During the variable intertrial interval (ITI) of 0.5 to 1.5 s, the stimuli were presented using Presentation software (Version 17.2, www.neurobs.com) in a pseudorandom order. The experimenter explained to participants that they would be presented with a number of videos with double-pulse TMS stimulation on. They were informed that the gender of the person they saw on the screen and the gender of the voice they heard might be different or might be the same. They were asked to indicate the gender of the voice they heard by pressing one of two buttons on the keyboard (key assignment was counterbalanced across participants). Participants’ reaction time, which was recorded relative to the onset of speech and the button being pressed, was recorded. Participants were allowed to have a break after each block and were told to press any button if they were ready to continue.

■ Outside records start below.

//! Game session and move history

pub mod history;
pub mod session;

pub use history::MoveHistory;
pub use session::{Game, PlayedMove};
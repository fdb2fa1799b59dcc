//! A game session: board, history, side to move and engine

use std::path::Path;

use tracing::{debug, info, instrument, trace};

use crate::board::{Board, Color, Move, Pos};
use crate::engine::{AIEngine, EngineConfig, MoveResult};
use crate::error::HistoryError;
use crate::rules::{apply_move, game_outcome, GameOutcome};

use super::history::MoveHistory;

/// A move that was actually played on the board
#[derive(Debug, Clone)]
pub struct PlayedMove {
    pub mv: Move,
    pub flips: u32,
    /// Search details when the engine chose the move
    pub search: Option<MoveResult>,
}

/// One game of Reversi.
///
/// Owns the only board of the session. Human and engine moves go through
/// here so the history stays in step with the board.
pub struct Game {
    board: Board,
    history: MoveHistory,
    to_move: Color,
    engine: AIEngine,
}

impl Game {
    pub fn new(config: EngineConfig) -> Self {
        Self {
            board: Board::new(),
            history: MoveHistory::new(),
            to_move: Color::Black,
            engine: AIEngine::with_config(config),
        }
    }

    /// Start over from the initial layout with Black to move
    pub fn reset(&mut self) {
        self.board.reset();
        self.history.clear();
        self.to_move = Color::Black;
        info!("new game");
    }

    pub fn board(&self) -> &Board {
        &self.board
    }

    pub fn history(&self) -> &MoveHistory {
        &self.history
    }

    pub fn to_move(&self) -> Color {
        self.to_move
    }

    pub fn set_to_move(&mut self, color: Color) {
        self.to_move = color;
    }

    pub fn last_move(&self) -> Option<Move> {
        self.history.last()
    }

    pub fn depth(&self) -> u8 {
        self.engine.max_depth()
    }

    pub fn set_depth(&mut self, depth: u8) {
        self.engine.set_max_depth(depth);
    }

    /// Play `color` at 1-based (row, col).
    ///
    /// Returns the number of flipped discs; 0 means the move was illegal and
    /// nothing changed. A legal move hands the turn to the opponent.
    pub fn play(&mut self, row: i32, col: i32, color: Color) -> u32 {
        match Pos::interior(row, col) {
            Some(pos) => self.play_move(Move::new(pos, color)),
            None => {
                trace!(row, col, ?color, "move outside the board");
                0
            }
        }
    }

    /// Play an already-built move; see [`Game::play`]
    pub fn play_move(&mut self, mv: Move) -> u32 {
        let flips = apply_move(&mut self.board, mv);
        if flips == 0 {
            trace!(%mv, "illegal move rejected");
            return 0;
        }
        self.history.push(mv);
        self.to_move = mv.color.opponent();
        debug!(%mv, flips, "move played");
        flips
    }

    /// Let the engine move for the side to move.
    ///
    /// The turn passes to the opponent whether or not a move was found;
    /// `None` means the engine passed.
    #[instrument(skip(self), fields(color = ?self.to_move, depth = self.depth()))]
    pub fn engine_move(&mut self) -> Option<PlayedMove> {
        let color = self.to_move;
        let result = self.engine.get_move_with_stats(&self.board, color);
        self.to_move = color.opponent();

        let mv = match result.best_move {
            Some(mv) => mv,
            None => {
                debug!(score = result.score, "engine passes");
                return None;
            }
        };

        let flips = apply_move(&mut self.board, mv);
        if flips == 0 {
            return None;
        }
        self.history.push(mv);
        debug!(%mv, flips, score = result.score, "engine played");

        Some(PlayedMove {
            mv,
            flips,
            search: Some(result),
        })
    }

    /// Ask for a move without playing it.
    ///
    /// Searches at most `max_depth` plies, never deeper than the game's depth.
    pub fn suggest(&self, color: Color, max_depth: u8) -> MoveResult {
        let depth = max_depth.min(self.depth());
        AIEngine::with_config(EngineConfig { depth }).get_move_with_stats(&self.board, color)
    }

    /// Take back the last move.
    ///
    /// Rebuilds the board by replaying the remaining history and gives the
    /// turn back to the color that made the undone move. Returns the number
    /// of moves left; an empty history is a no-op returning 0.
    #[instrument(skip(self), fields(moves = self.history.len()))]
    pub fn undo(&mut self) -> usize {
        let Some(undone) = self.history.pop() else {
            return 0;
        };
        self.board = self.history.board();
        self.to_move = undone.color;
        debug!(%undone, remaining = self.history.len(), "undo");
        self.history.len()
    }

    /// `Some` once neither side can move
    pub fn outcome(&self) -> Option<GameOutcome> {
        game_outcome(&self.board)
    }

    /// Replace the game with a validated history
    pub fn load_history(&mut self, history: MoveHistory) {
        self.board = history.board();
        self.to_move = history
            .last()
            .map_or(Color::Black, |mv| mv.color.opponent());
        self.history = history;
        info!(moves = self.history.len(), "game restored");
    }

    pub fn save(&self, path: &Path) -> Result<(), HistoryError> {
        self.history.save(path)
    }

    pub fn load(&mut self, path: &Path) -> Result<(), HistoryError> {
        let history = MoveHistory::load(path)?;
        self.load_history(history);
        Ok(())
    }
}

impl Default for Game {
    fn default() -> Self {
        Self::new(EngineConfig::default())
    }
}

#[cfg(test)]
mod tests {
    use super::*;
    use crate::board::Cell;
    use crate::test_support::random_moves;

    fn quick_game() -> Game {
        Game::new(EngineConfig { depth: 2 })
    }

    #[test]
    fn test_new_game() {
        let game = quick_game();
        assert_eq!(game.board(), &Board::new());
        assert!(game.history().is_empty());
        assert_eq!(game.to_move(), Color::Black);
        assert_eq!(game.outcome(), None);
    }

    #[test]
    fn test_play_records_and_switches() {
        let mut game = quick_game();
        assert_eq!(game.play(3, 4, Color::Black), 1);
        assert_eq!(game.history().len(), 1);
        assert_eq!(game.to_move(), Color::White);
        assert_eq!(game.last_move(), Some(Move::new(Pos::new(3, 4), Color::Black)));
        assert_eq!(game.board().get(Pos::new(4, 4)), Cell::Black);
    }

    #[test]
    fn test_illegal_play_changes_nothing() {
        let mut game = quick_game();
        assert_eq!(game.play(1, 1, Color::Black), 0);
        assert_eq!(game.play(4, 4, Color::Black), 0);
        assert_eq!(game.play(0, 4, Color::Black), 0);
        assert_eq!(game.play(9, 9, Color::White), 0);
        assert_eq!(game.play(-3, 400, Color::White), 0);
        assert_eq!(game.board(), &Board::new());
        assert!(game.history().is_empty());
        assert_eq!(game.to_move(), Color::Black);
    }

    #[test]
    fn test_undo_empty_is_noop() {
        let mut game = quick_game();
        assert_eq!(game.undo(), 0);
        assert_eq!(game.board(), &Board::new());
    }

    #[test]
    fn test_undo_restores_board_and_turn() {
        let mut game = quick_game();
        game.play(3, 4, Color::Black);
        let after_first = game.board().clone();
        game.play(3, 3, Color::White);

        assert_eq!(game.undo(), 1);
        assert_eq!(game.board(), &after_first);
        assert_eq!(game.to_move(), Color::White);

        assert_eq!(game.undo(), 0);
        assert_eq!(game.board(), &Board::new());
        assert_eq!(game.to_move(), Color::Black);
    }

    #[test]
    fn test_undo_matches_replay() {
        let (moves, _) = random_moves(5, 24);
        let mut game = quick_game();
        for &mv in &moves {
            assert!(game.play_move(mv) > 0);
        }

        let mut expected = Game::new(EngineConfig { depth: 2 });
        for &mv in &moves[..moves.len() - 1] {
            expected.play_move(mv);
        }

        assert_eq!(game.undo(), moves.len() - 1);
        assert_eq!(game.board(), expected.board());
    }

    #[test]
    fn test_engine_move_plays_for_side_to_move() {
        let mut game = quick_game();
        let played = game.engine_move().expect("opening has moves");
        assert_eq!(played.mv.color, Color::Black);
        assert_eq!(played.flips, 1);
        assert!(played.search.is_some());
        assert_eq!(game.history().len(), 1);
        assert_eq!(game.to_move(), Color::White);
    }

    #[test]
    fn test_engine_pass_flips_turn() {
        let mut game = quick_game();
        game.set_to_move(Color::White);
        // A lone disc: nobody can move
        game.board = Board::empty();
        game.board.place_disc(Pos::new(1, 1), Color::Black);

        assert!(game.engine_move().is_none());
        assert_eq!(game.to_move(), Color::Black);
        assert!(game.history().is_empty());
    }

    #[test]
    fn test_suggest_caps_depth() {
        let game = Game::new(EngineConfig { depth: 6 });
        let hint = game.suggest(Color::Black, 2);
        assert_eq!(hint.depth, 2);
        assert!(hint.best_move.is_some());
        assert!(game.history().is_empty());

        let shallow = quick_game();
        assert_eq!(shallow.suggest(Color::Black, 5).depth, 2);
    }

    #[test]
    fn test_reset() {
        let mut game = quick_game();
        game.play(3, 4, Color::Black);
        game.reset();
        assert_eq!(game.board(), &Board::new());
        assert!(game.history().is_empty());
        assert_eq!(game.to_move(), Color::Black);
    }

    #[test]
    fn test_save_load_round_trip() {
        let (moves, _) = random_moves(9, 15);
        let mut game = quick_game();
        for &mv in &moves {
            game.play_move(mv);
        }
        let path = std::env::temp_dir().join(format!("reversi-game-{}.json", std::process::id()));
        game.save(&path).unwrap();

        let mut restored = quick_game();
        restored.load(&path).unwrap();
        let _ = std::fs::remove_file(&path);

        assert_eq!(restored.board(), game.board());
        assert_eq!(restored.history(), game.history());
        assert_eq!(restored.to_move(), moves.last().unwrap().color.opponent());
    }

    #[test]
    fn test_self_play_reaches_outcome() {
        let mut game = Game::new(EngineConfig { depth: 1 });
        let mut passes = 0;
        while game.outcome().is_none() {
            match game.engine_move() {
                Some(_) => passes = 0,
                None => passes += 1,
            }
            assert!(passes < 2, "one side must be able to move");
        }
        let outcome = game.outcome().unwrap();
        let diff = crate::eval::evaluate(game.board(), Color::Black);
        assert_eq!(outcome.margin, diff.unsigned_abs());
        assert!(game.history().len() <= 60);
    }
}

Before the experiment began, participants were asked to perform 16 training trials to become accustomed to the experimental procedure.
We focused our analysis on the effect of semantic congruency and its interactions with the time window factor and the TMS effect factor (active-TMS minus Vertex-TMS) to determine at which TW the magnitude of the semantic congruency effect was reduced when activity in the IFG or pMTG was stimulated relative to vertex stimulation. We also used the effect of gender congruency (the RT difference between gender incongruent and gender congruent conditions) as a control effect, with the assumption that double-pulse TMS stimulation would have an effect only on semantic congruency.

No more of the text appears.